What you need to do:
The answer should contain all of the records below, each one copied word for word.

(Stored data)
*-*-*
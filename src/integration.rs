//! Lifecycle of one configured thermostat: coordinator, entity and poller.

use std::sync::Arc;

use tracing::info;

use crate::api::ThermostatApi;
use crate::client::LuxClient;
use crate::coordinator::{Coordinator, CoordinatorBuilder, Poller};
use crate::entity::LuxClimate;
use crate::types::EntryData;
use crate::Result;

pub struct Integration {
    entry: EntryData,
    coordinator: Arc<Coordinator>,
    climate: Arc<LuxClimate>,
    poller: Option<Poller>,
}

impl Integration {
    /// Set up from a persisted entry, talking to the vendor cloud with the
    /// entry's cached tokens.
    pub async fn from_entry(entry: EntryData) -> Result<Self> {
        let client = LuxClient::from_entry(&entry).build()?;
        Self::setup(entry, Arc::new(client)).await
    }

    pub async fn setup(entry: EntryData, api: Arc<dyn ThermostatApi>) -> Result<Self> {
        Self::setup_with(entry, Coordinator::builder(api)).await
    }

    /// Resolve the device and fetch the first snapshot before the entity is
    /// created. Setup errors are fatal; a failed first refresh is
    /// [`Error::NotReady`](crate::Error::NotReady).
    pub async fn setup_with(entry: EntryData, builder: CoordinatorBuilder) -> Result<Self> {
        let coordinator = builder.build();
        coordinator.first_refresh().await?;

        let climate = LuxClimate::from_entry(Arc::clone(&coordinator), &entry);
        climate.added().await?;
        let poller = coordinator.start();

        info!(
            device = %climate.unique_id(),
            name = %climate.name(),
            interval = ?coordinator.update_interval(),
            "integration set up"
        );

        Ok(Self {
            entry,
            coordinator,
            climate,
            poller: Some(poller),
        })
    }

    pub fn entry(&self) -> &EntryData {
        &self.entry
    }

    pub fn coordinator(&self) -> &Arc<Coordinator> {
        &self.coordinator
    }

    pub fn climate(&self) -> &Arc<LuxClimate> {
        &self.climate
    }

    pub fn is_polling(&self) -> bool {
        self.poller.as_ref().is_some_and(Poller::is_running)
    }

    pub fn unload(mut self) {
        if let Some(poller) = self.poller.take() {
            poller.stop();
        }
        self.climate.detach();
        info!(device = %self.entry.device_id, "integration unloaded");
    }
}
*-*-*
Result of the exercise:
filename src/integration.rs
//! Lifecycle of one configured thermostat: coordinator, entity and poller.

use std::sync::Arc;

use tracing::info;

use crate::api::ThermostatApi;
use crate::client::LuxClient;
use crate::coordinator::{Coordinator, CoordinatorBuilder, Poller};
use crate::entity::LuxClimate;
use crate::types::EntryData;
use crate::Result;

pub struct Integration {
    entry: EntryData,
    coordinator: Arc<Coordinator>,
    climate: Arc<LuxClimate>,
    poller: Option<Poller>,
}

impl Integration {
    /// Set up from a persisted entry, talking to the vendor cloud with the
    /// entry's cached tokens.
    pub async fn from_entry(entry: EntryData) -> Result<Self> {
        let client = LuxClient::from_entry(&entry).build()?;
        Self::setup(entry, Arc::new(client)).await
    }

    pub async fn setup(entry: EntryData, api: Arc<dyn ThermostatApi>) -> Result<Self> {
        Self::setup_with(entry, Coordinator::builder(api)).await
    }

    /// Resolve the device and fetch the first snapshot before the entity is
    /// created. Setup errors are fatal; a failed first refresh is
    /// [`Error::NotReady`](crate::Error::NotReady).
    pub async fn setup_with(entry: EntryData, builder: CoordinatorBuilder) -> Result<Self> {
        let coordinator = builder.build();
        coordinator.first_refresh().await?;

        let climate = LuxClimate::from_entry(Arc::clone(&coordinator), &entry);
        climate.added().await?;
        let poller = coordinator.start();

        info!(
            device = %climate.unique_id(),
            name = %climate.name(),
            interval = ?coordinator.update_interval(),
            "integration set up"
        );

        Ok(Self {
            entry,
            coordinator,
            climate,
            poller: Some(poller),
        })
    }

    pub fn entry(&self) -> &EntryData {
        &self.entry
    }

    pub fn coordinator(&self) -> &Arc<Coordinator> {
        &self.coordinator
    }

    pub fn climate(&self) -> &Arc<LuxClimate> {
        &self.climate
    }

    pub fn is_polling(&self) -> bool {
        self.poller.as_ref().is_some_and(Poller::is_running)
    }

    pub fn unload(mut self) {
        if let Some(poller) = self.poller.take() {
            poller.stop();
        }
        self.climate.detach();
        info!(device = %self.entry.device_id, "integration unloaded");
    }
}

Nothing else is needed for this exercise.